Most investor want an empty house - to do repairs and to start clean with a tennant that I screened myself. Obviously, people that are looking to buy a residence do not want a tennant either. They want to live there.

Also, having someone in the house makes it harder to check out the house. Vacant houses, where you have a code to a lock box, you can check out anytime. With a tennant, you can't just pop over and take a quick look.

This is the biggest problem with having someone in the house - but if the person is willing to be very cooperative about showing the house, and is willing to say to everyone that he will be moved out be closing date, and you are willing to include a clause in the contract saying that the house will be delivered vacant - then it is not a problem. At least not from my perspective.
posted by Flood at 1:25 PM on April 30, 2012


Try to do some due diligence before letting *anyone* stay in your house for money for a while. They may acquire tenant rights and be very difficult to evict, should that need arise. Have them sign some kind of rental agreement outlining everyone's responsibilities and expectations.

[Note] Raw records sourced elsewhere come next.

use std::collections::BTreeSet;

use crate::Course;

/// Which modules of a selected course to process.
#[derive(Debug, Clone, PartialEq, Eq, Default)]
pub enum ModuleFilter {
    #[default]
    All,
    /// 1-based ordinals within the full module list.
    Ordinals(BTreeSet<usize>),
}

impl ModuleFilter {
    pub fn includes(&self, ordinal: usize) -> bool {
        match self {
            ModuleFilter::All => true,
            ModuleFilter::Ordinals(ordinals) => ordinals.contains(&ordinal),
        }
    }
}

/// A course plus its module filter, already resolved by the caller.
#[derive(Debug, Clone, PartialEq, Eq)]
pub struct CourseSelection {
    pub course: Course,
    pub modules: ModuleFilter,
}

impl CourseSelection {
    pub fn all_modules(course: Course) -> Self {
        Self {
            course,
            modules: ModuleFilter::All,
        }
    }
}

And find out why they friend of a friend needs a place to live, they are probably a fine, upstanding individual but maybe they got evicted from the last house by running a grow operation (a sadly frequent problem in cheap rentals) or having an animal rescue operation going or too many loud parties. This is your most expensive possession, put as least as much care in finding out who is taking care of it as you would when buying the property. And lastly, if they do check out then you should rent to them, if for no other reason that it will preserve the house much better. I have seen more than one vacant house near me get trashed, wiring stripped, vagrants/tresspassers start fires and just generally rot from vacancy.
posted by bartonlong at 1:30 PM on April 30, 2012


Yeah, even if they are just "housesitting" rather than renting, make sure that you put it in writing -- in particular that they agree to move out on 24 or 48 hours notice, that they'll keep the house in showable condition as defined by the real estate agent, that they agree to let the agent and anyone the agent accompanies into the house, etc. etc. In exchange, you should also put down that you'll pay for all utilities and that they'll get to live in it rent-free. That way you are both protected and everything is spelled out.

If they're not comfortable and happy living in a house that's actively being shown and has to be kept in immaculate shape at all times, then I'd back away. You shouldn't have to do any "coordination" with them if they're not paying rent; part of what they're getting for free should be the responsibility of keeping the place up to that standard. At least IMO.

And be sure you are keeping your real estate agent involved in this process; they need to know under what circumstances they can show the house, and they might (if they're good at their job) be able to help you avoid any common pitfalls in your jurisdiction. I expect this is a situation that comes up fairly frequently. Also, they can assure any buyers' agents of the situation, so it's not mistaken as a house with a tenant whose lease will convey with the property. When I recently bought a house, our agent previewed houses for us and knocked off the list anything that had any signs of being rented (legally or especially illegally or by squatters) since it can easily become a huge hassle for the buyer. The last thing you want is for some potential buyer to nix your house because they think it's being illegally rented or squatted in.
posted by Kadin2048 at 4:36 PM on April 30, 2012


Thanks everyone! Great advice, as per usual for AskMe.